|Title||The Rose Code|
|Finished Reading||February 9, 2022|
This historical fiction novel explores the lives of 3 young British women, Osla, Mab, and Beth, from 1939 to 1947 as they work in the war effort at Bletchley Park in England. Osla is a well-heeled woman who had been presented at court (i.e. met the Royals); Mab is from working class London reading from a list of books and working on her dialect in order to marry up; Beth is the quiet, abused woman whose parents rent rooms to Osla and Mab.

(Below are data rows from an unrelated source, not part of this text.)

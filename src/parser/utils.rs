use crate::common::ShortString;

// -----------------------------------------------------------------------

/// The column where feature keys start in the feature table.
pub const FEATURE_INDENT: usize = 5;

/// Remove the trailing line terminator of `line`, if any.
pub fn trim_newline(line: &mut String) {
    let len = line.trim_end_matches(|c| c == '\n' || c == '\r').len();
    line.truncate(len);
}

/// Split a header line into its keyword and the rest of the line.
///
/// Returns `None` for continuation lines, which start with a space.
pub fn split_keyword(line: &str) -> Option<(&str, &str)> {
    if line.starts_with(' ') || line.is_empty() {
        return None;
    }
    let end = memchr::memchr(b' ', line.as_bytes()).unwrap_or(line.len());
    Some((&line[..end], line[end..].trim()))
}

/// Check whether a feature table line opens a new feature block.
pub fn is_feature_start(line: &str) -> bool {
    let bytes = line.as_bytes();
    bytes.len() > FEATURE_INDENT
        && bytes[..FEATURE_INDENT].iter().all(|&b| b == b' ')
        && bytes[FEATURE_INDENT] != b' '
}

/// Split the text of a qualifier line into the qualifier name and value.
///
/// The leading `/` must already have been removed. Flag qualifiers such
/// as `/pseudo` have no value.
pub fn split_qualifier(text: &str) -> (ShortString, Option<&str>) {
    match memchr::memchr(b'=', text.as_bytes()) {
        Some(i) => (ShortString::from(&text[..i]), Some(&text[i + 1..])),
        None => (ShortString::from(text), None),
    }
}

/// Check whether a raw qualifier value still waits for its closing quote.
pub fn is_open_quote<'a, I>(pieces: I) -> bool
where
    I: IntoIterator<Item = &'a String>,
{
    let mut pieces = pieces.into_iter().peekable();
    let quoted = pieces.peek().map_or(false, |p| p.starts_with('"'));
    let quotes = pieces
        .map(|p| memchr::memchr_iter(b'"', p.as_bytes()).count())
        .sum::<usize>();
    quoted && quotes % 2 == 1
}

/// Strip the surrounding quotes of a qualifier value and unescape `""`.
pub fn unquote(raw: &str) -> String {
    match raw.strip_prefix('"') {
        Some(inner) => inner
            .strip_suffix('"')
            .unwrap_or(inner)
            .replace("\"\"", "\""),
        None => raw.to_string(),
    }
}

Themes of family and the place of women are weaved in a compelling story of the efforts to decrypt messages sent through the German Enigma machines. Although the women are treated well by the norms of the day, it is clear women have a tougher time to become accepted and listened to. None of the women come from a happy home so form their own family in order to cope with their high pressure jobs where secrecy is the order of the day. Their friendships encounter serious obstacles that stretch into the postwar era when they are brought together again.
Osla is based on a real woman who dated Prince Phillip and worked at Bletchley Park. Beth’s character is an amalgamation of 2 women who were excellent decryption analysts. And Mab is a blend of the working class women who did so much to help the Allies win the war. Today Bletchley Park is a monument to commemorate the code breaking efforts that shortened World War II by years and may have even helped save the world from Fascism.
I found the novel to be a real page turner I stayed up late into the night to finish the last 200 pages of this long book. It brings to life the tension of living through the Blitzkrieg of England in the early part of the war. If you are looking for a fast-paced engrossing novel, pick it up. The novel is an Amazon Editor’s Pick and has a 4.5 rating with over 20,000 reviews.